What’s interesting is that Kardong-Edgren has been studying whether nursing students become more effective at CPR if they practice the procedure regularly.
 
She and her colleagues tested more than 600 students at 10 U.S. nursing schools, including WSU’s College of Nursing. During a one-year period, the students spent six minutes a month practicing three skills on special manikins. They compressed chests. They used special bags to restart respiration. And they performed CPR as if they were the only rescuer; that means chest compressions and mouth-to-mouth artificial respiration. The manikins provided extensive verbal feedback, coaching the students’ efforts.
 
The results
Kardong-Edgren says it appears regular practice and testing improved the students’ skills.
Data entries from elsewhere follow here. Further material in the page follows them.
use smartbin_core::{model::BinId, service::Dashboard};

#[derive(Debug, Clone, Copy, PartialEq, Eq)]
pub(crate) enum DetailView {
    Bin,
    Route,
    Prediction,
    Navigation,
    Alerts,
}

pub(crate) struct App {
    pub(crate) dashboard: Dashboard,

    pub(crate) bin_list_index: usize,
    pub(crate) detail: DetailView,
}

impl App {
    pub(crate) fn new(dashboard: Dashboard) -> Self {
        Self {
            dashboard,
            bin_list_index: 0,
            detail: DetailView::Bin,
        }
    }

    /// Id shown at `bin_list_index` in the priority-ordered list.
    pub(crate) fn highlighted_bin(&self) -> Option<BinId> {
        self.dashboard
            .registry()
            .sorted_by_priority()
            .nth(self.bin_list_index)
            .map(|bin| bin.id.clone())
    }

    pub(crate) fn bin_count(&self) -> usize {
        self.dashboard.registry().bins().len()
    }

    pub(crate) fn move_up(&mut self) {
        self.bin_list_index = self.bin_list_index.saturating_sub(1);
    }

    pub(crate) fn move_down(&mut self) {
        if self.bin_list_index + 1 < self.bin_count() {
            self.bin_list_index += 1;
        }
    }

    /// Keep the cursor inside the list after a refresh shrank it.
    pub(crate) fn clamp_cursor(&mut self) {
        let count = self.bin_count();
        if self.bin_list_index >= count {
            self.bin_list_index = count.saturating_sub(1);
        }
    }

    pub(crate) fn select_highlighted(&mut self) {
        if let Some(id) = self.highlighted_bin() {
            self.dashboard.select_bin(Some(&id));
            self.detail = DetailView::Bin;
        }
    }
}
impl From<WireBin> for Bin {
    fn from(wire: WireBin) -> Self {
        // waste_type is the backend's own normalization, so it wins over type
        let category = wire
            .waste_type
            .as_deref()
            .or(wire.typ.as_deref())
            .map_or(WasteCategory::General, WasteCategory::normalize);
        let sensor_data = wire.sensor_data.unwrap_or_default();

        Bin {
            id: BinId(wire.id),
            location: wire.location,
            address: wire.address,
            coordinates: wire.coordinates.map(Coordinate::from),
            category,
            fill_level: wire.fill_level,
            priority_score: wire.priority_score,
            status: wire
                .status
                .as_deref()
                .map_or(BinStatus::Normal, BinStatus::parse),
            sensors: SensorReadings {
                gas_ppm: sensor_data.gas_reading,
                weight_kg: wire.weight.or(sensor_data.weight),
                temperature_c: wire.temperature,
                battery_percent: wire.battery_level,
                humidity_percent: sensor_data.humidity,
            },
            hazard_score: wire.hazard_score,
            predicted_full: wire.predicted_full_time,
            last_update: wire.last_update.as_deref().and_then(parse_timestamp),
        }
    }
}

#[derive(Debug, Deserialize)]
struct WireSystemStats {
    #[serde(default)]
    total_bins: Option<usize>,
    #[serde(default)]
    active_bins: Option<usize>,
    #[serde(default, rename = "fuelSavingsPercent")]
    fuel_savings_percent: Option<f64>,
    #[serde(default, rename = "collectionEfficiency")]
    collection_efficiency: Option<f64>,
}

/// Response from /api/bins
#[derive(Debug, Deserialize)]
struct BinsResponse {
    bins: Vec<WireBin>,
    #[serde(default)]
    system_stats: Option<WireSystemStats>,
}

#[derive(Debug, Deserialize)]
struct WireRouteStop {
    stop_number: u32,
    bin_id: String,
    #[serde(default)]
    location: String,
    #[serde(default)]
    coordinates: Option<WireCoordinates>,
    #[serde(default)]
    waste_type: Option<String>,
    #[serde(default)]
    fill_level: f64,
    #[serde(default)]
    priority_score: f64,
    #[serde(default)]
    distance_from_previous: f64,
    #[serde(default)]
    travel_time_minutes: u32,
    #[serde(default)]
    collection_time_minutes: u32,
    #[serde(default)]
    estimated_arrival: Option<String>,
    #[serde(default)]
    predicted_fill_on_arrival: Option<f64>,
}

#[derive(Debug, Default, Deserialize)]
struct WireRouteSummary {
    #[serde(default)]
    total_stops: u32,
    #[serde(default)]
    total_distance_km: f64,
    #[serde(default)]
    estimated_time_minutes: u32,
    #[serde(default)]
    fuel_savings_percent: f64,
    #[serde(default)]
    high_priority_stops: Option<u32>,
}

#[derive(Debug, Deserialize)]
struct WireOptimizationInfo {
    #[serde(default)]
    algorithm: Option<String>,
}

/// Response from /api/route/optimize
#[derive(Debug, Deserialize)]
struct RouteResponse {
    route: Vec<WireRouteStop>,
    #[serde(default)]
    summary: WireRouteSummary,
    #[serde(default)]
    optimization_info: Option<WireOptimizationInfo>,
}

#[derive(Debug, Deserialize)]
struct WireNavigation {
    #[serde(default)]
    distance_km: f64,
    estimated_travel_time_minutes: u32,
    #[serde(default)]
    predicted_fill_on_arrival: f64,
    #[serde(default)]
    priority_justification: Option<String>,
}

#[derive(Debug, Deserialize)]
struct WireTrafficInfo {
    #[serde(default)]
    estimated_delay: u32,
    #[serde(default)]
    route_status: String,
}

/// Response from /api/navigate/{binId}
#[derive(Debug, Deserialize)]
struct NavigateResponse {
    target_bin: WireBin,
    navigation: WireNavigation,
    #[serde(default)]
    traffic_info: Option<WireTrafficInfo>,
}

#[derive(Debug, Deserialize)]
struct WirePredictions {
    hours_to_80_percent: f64,
    hours_to_90_percent: f64,
    hours_to_full: f64,
    #[serde(default)]
    daily_fill_rate_percent: Option<f64>,
    #[serde(default)]
    predicted_collection_date: Option<String>,
}

#[derive(Debug, Deserialize)]
struct WireRiskAssessment {
    overall_risk_score: f64,
    risk_level: String,
    #[serde(default)]
    recommendations: Vec<String>,
}

/// Response from /api/predict/{binId}
#[derive(Debug, Deserialize)]
struct PredictResponse {
    bin_id: String,
    predictions: WirePredictions,
    risk_assessment: WireRiskAssessment,
}

#[derive(Debug, Deserialize)]
struct WireAlert {
    id: String,
    #[serde(rename = "binId")]
    bin_id: String,
    #[serde(default)]
    severity: String,
    #[serde(default)]
    message: String,
    #[serde(default)]
    location: String,
    #[serde(default, rename = "fillLevel")]
    fill_level: Option<f64>,
    #[serde(default, rename = "priorityScore")]
    priority_score: Option<f64>,
    #[serde(default, rename = "wasteType")]
    waste_type: Option<String>,
}

/// Response from /api/alerts
#[derive(Debug, Deserialize)]
struct AlertsResponse {
    alerts: Vec<WireAlert>,
}

/// [`BackendPort`] talking to the SmartWaste backend over HTTP.
pub struct HttpGateway {
    client: Client,
    base_url: String,
}

impl HttpGateway {
    /// Create a gateway for the backend at `base_url`, e.g. `http://127.0.0.1:5000`.
    #[must_use]
    pub fn new(client: Client, base_url: impl Into<String>) -> Self {
        let mut base_url = base_url.into();
        while base_url.ends_with('/') {
            base_url.pop();
        }
        Self { client, base_url }
    }

    /// Backend address without trailing slash.
    #[must_use]
    pub fn base_url(&self) -> &str {
        &self.base_url
    }

    fn get(&self, path: &str) -> RequestBuilder {
        self.client.get(format!("{}{path}", self.base_url))
    }

    /// `path` followed by the bin id as one percent-encoded segment.
    fn get_bin(&self, path: &str, bin: &BinId) -> Result<RequestBuilder, GatewayError> {
        let raw = format!("{}{path}", self.base_url);
        let mut url =
            Url::parse(&raw).map_err(|err| GatewayError::InvalidUrl(format!("{raw}: {err}")))?;
        url.path_segments_mut()
            .map_err(|()| GatewayError::InvalidUrl(raw.clone()))?
            .push(&bin.0);
        Ok(self.client.get(url))
    }
}
#[tokio::test(start_paused = true)]
async fn navigating_to_bin_without_coordinates_keeps_running_session() {
    let (mut dash, _events, backend) = dashboard(backend());
    dash.initialize().await.expect("initialize");
    let mut unplaced = bin("B3", 0.5, 60.0, Coordinate::new(0.0, 0.0));
    unplaced.coordinates = None;
    backend.bins.lock().expect("lock").push(unplaced);

    dash.select_bin(Some(&BinId::from("B1")));
    dash.navigate_to_selected().await;
    tick_current_session(&mut dash, 5);
    let session = dash.navigation().session().map(|session| session.id);
    let position = dash.map().current_location();
    assert!(session.is_some());

    dash.navigate_to(&BinId::from("B3")).await;

    assert_eq!(
        dash.notifications().latest().map(|note| note.severity),
        Some(Severity::Warning)
    );
    assert!(dash.navigation().is_active());
    assert_eq!(dash.navigation().session().map(|session| session.id), session);
    assert_eq!(
        dash.map().direct_route().map(|layer| layer.to),
        Some(Coordinate::new(41.0, -73.0))
    );
    assert_eq!(dash.map().current_location(), position);
    assert!(
        dash.navigation_plan()
            .is_some_and(|plan| plan.target_bin.id == BinId::from("B1"))
    );
}

#[tokio::test(start_paused = true)]
async fn dispatched_refresh_applies_when_completed() {
    let (mut dash, mut events, backend) = dashboard(backend());
    dash.initialize().await.expect("initialize");
    backend.bins.lock().expect("lock").pop();

    dash.dispatch(UserAction::Refresh);
    assert_eq!(dash.pending_requests(), 1);
    assert_eq!(dash.registry().bins().len(), 2, "applied only on completion");

    settle(&mut dash, &mut events).await;
    assert_eq!(dash.pending_requests(), 0);
    assert_eq!(dash.registry().bins().len(), 1);
    assert_eq!(
        dash.notifications().latest().map(|note| note.severity),
        Some(Severity::Success)
    );
}

#[tokio::test(start_paused = true)]
async fn dispatch_without_connection_connects() {
    let (mut dash, mut events, _backend) = dashboard(backend());

    dash.dispatch(UserAction::Refresh);
    settle(&mut dash, &mut events).await;

    assert_eq!(dash.connection(), ConnectionStatus::Connected);
    assert_eq!(dash.registry().bins().len(), 2);
}
//! Application context tying the registry, map, simulator, and notifications together.

use std::sync::Arc;
use std::time::{Duration, Instant};

use tokio::sync::mpsc::UnboundedSender;
use tracing::{debug, info, warn};

use crate::model::{
    Alert, BinId, BinSnapshot, ConnectionStatus, Coordinate, HealthReport, NavigationPlan,
    OptimizedRoute, Prediction,
};
use crate::map::MapLayers;
use crate::navigation::{NavigationSimulator, TickOutcome};
use crate::notify::{Notifications, Severity};
use crate::ports::{BackendPort, GatewayError};
use crate::registry::BinRegistry;
use crate::request::{self, RefreshOrigin, Request, Response};
use crate::scheduler::{AppEvent, SessionId, TickHandle, spawn_ticker};

/// Period of the automatic registry refresh.
pub const DEFAULT_REFRESH_PERIOD: Duration = Duration::from_secs(30);
/// Depot the backend routes from.
pub const DEFAULT_DEPOT: Coordinate = Coordinate::new(40.7128, -74.0060);

#[derive(Debug, Clone, Copy)]
/// Settings for a [`Dashboard`].
pub struct DashboardConfig {
    /// Starting position of the simulated vehicle.
    pub depot: Coordinate,
    /// Period of the automatic registry refresh.
    pub refresh_period: Duration,
}

impl Default for DashboardConfig {
    fn default() -> Self {
        Self {
            depot: DEFAULT_DEPOT,
            refresh_period: DEFAULT_REFRESH_PERIOD,
        }
    }
}

/// Everything a front end shows, plus the operations that change it.
///
/// Constructed once at startup and driven from a single event loop. Backend
/// work either runs inline through the async operations, or in the background
/// through [`Dashboard::dispatch`], whose response comes back as
/// [`AppEvent::Completed`]. Timer events and responses are both fed through
/// [`Dashboard::handle_event`]. Failures never escape an operation; they are
/// logged and turned into notifications, leaving prior state untouched.
pub struct Dashboard {
    port: Arc<dyn BackendPort>,
    events: UnboundedSender<AppEvent>,
    config: DashboardConfig,

    connection: ConnectionStatus,
    health: Option<HealthReport>,
    registry: BinRegistry,
    route: Option<OptimizedRoute>,
    navigation: NavigationSimulator,
    navigation_plan: Option<NavigationPlan>,
    prediction: Option<Prediction>,
    alerts: Vec<Alert>,
    map: MapLayers,
    notifications: Notifications,
    refresh_timer: Option<TickHandle>,
    in_flight: usize,
}

/// User operation that needs the backend.
#[derive(Debug, Clone, Copy, PartialEq, Eq)]
pub enum UserAction {
    /// Reload bins, or connect when not connected yet.
    Refresh,
    /// Request an optimized route.
    OptimizeRoute,
    /// Navigate to the selected bin.
    NavigateToSelected,
    /// Predict the fill level of the selected bin.
    PredictSelected,
    /// Load active alerts.
    LoadAlerts,
}
//! Recurring timers feeding the single event-processing loop.

use std::time::Duration;

use tokio::sync::mpsc::UnboundedSender;
use tokio::task::JoinHandle;
use tokio::time::{self, Instant, MissedTickBehavior};
use tracing::debug;

use crate::request::Response;

/// Identifier of one navigation session; ticks carry it so stale ones can be told apart.
#[derive(Debug, Clone, Copy, PartialEq, Eq, Hash)]
pub struct SessionId(pub u64);

/// Events produced by timers and background requests, consumed by
/// [`crate::service::Dashboard::handle_event`].
#[derive(Debug)]
pub enum AppEvent {
    /// One navigation tick for the given session.
    NavigationTick(SessionId),
    /// The periodic registry refresh is due.
    RefreshDue,
    /// A background backend request finished.
    Completed(Box<Response>),
}

/// Handle to a recurring timer task.
///
/// Cancelling (or dropping) the handle aborts the task, so it cannot fire again.
#[derive(Debug)]
pub struct TickHandle {
    task: JoinHandle<()>,
}

impl TickHandle {
    /// Abort the timer task.
    pub fn cancel(self) {
        // Drop does the work.
        drop(self);
    }

    /// Whether the timer task has stopped.
    #[must_use]
    pub fn is_finished(&self) -> bool {
        self.task.is_finished()
    }
}

impl Drop for TickHandle {
    fn drop(&mut self) {
        self.task.abort();
    }
}

/// Send the event built by `event` every `period`, first one `period` from now.
///
/// The task ends on its own when the receiving side is gone. Must be called
/// inside a tokio runtime.
#[must_use]
pub fn spawn_ticker(
    period: Duration,
    event: impl Fn() -> AppEvent + Send + 'static,
    events: UnboundedSender<AppEvent>,
) -> TickHandle {
    let mut interval = time::interval_at(Instant::now() + period, period);
    interval.set_missed_tick_behavior(MissedTickBehavior::Delay);

    let task = tokio::spawn(async move {
        loop {
            interval.tick().await;
            if events.send(event()).is_err() {
                debug!("event receiver closed, stopping ticker");
                break;
            }
        }
    });
    TickHandle { task }
}

#[cfg(test)]
mod tests {
    use tokio::sync::mpsc;

    use super::*;

    async fn settle() {
        for _ in 0..4 {
            tokio::task::yield_now().await;
        }
    }

    #[tokio::test(start_paused = true)]
    async fn fires_once_per_period() {
        let (sender, mut receiver) = mpsc::unbounded_channel();
        let _handle = spawn_ticker(Duration::from_secs(1), || AppEvent::RefreshDue, sender);

        settle().await;
        assert!(receiver.try_recv().is_err(), "no tick before the first period");

        time::advance(Duration::from_secs(1)).await;
        settle().await;
        assert!(matches!(receiver.try_recv(), Ok(AppEvent::RefreshDue)));
        assert!(receiver.try_recv().is_err(), "exactly one tick per period");
    }

    #[tokio::test(start_paused = true)]
    async fn cancelled_handle_never_fires() {
        let (sender, mut receiver) = mpsc::unbounded_channel();
        let handle = spawn_ticker(Duration::from_secs(1), || AppEvent::RefreshDue, sender);
        handle.cancel();

        time::advance(Duration::from_secs(5)).await;
        settle().await;
        assert!(receiver.try_recv().is_err());
    }
}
They pushed chests down farther and blew more air into the manikins. But Kardong-Edgren says the study also found that students’ skills faded rapidly if not practiced, sometimes within only a few months. And she says only 60 percent of the participants ever managed enough chest compression to actually do any good.
 
 
Extending study to paramedics
Now that the study of nursing students is complete, Kardong-Edgren and her colleagues have turned their attention to paramedics in Oregon and California. They’re also making plans to test the CPR skills of practicing nurses. 
 
A successful round of CPR often means a person’s life is saved. But Kardong-Edgren says that can be a mixed blessing. Done correctly, “it probably will crack ribs, maybe lacerate a liver,” she said. “You don’t want to have CPR performed on you, if you can avoid it.”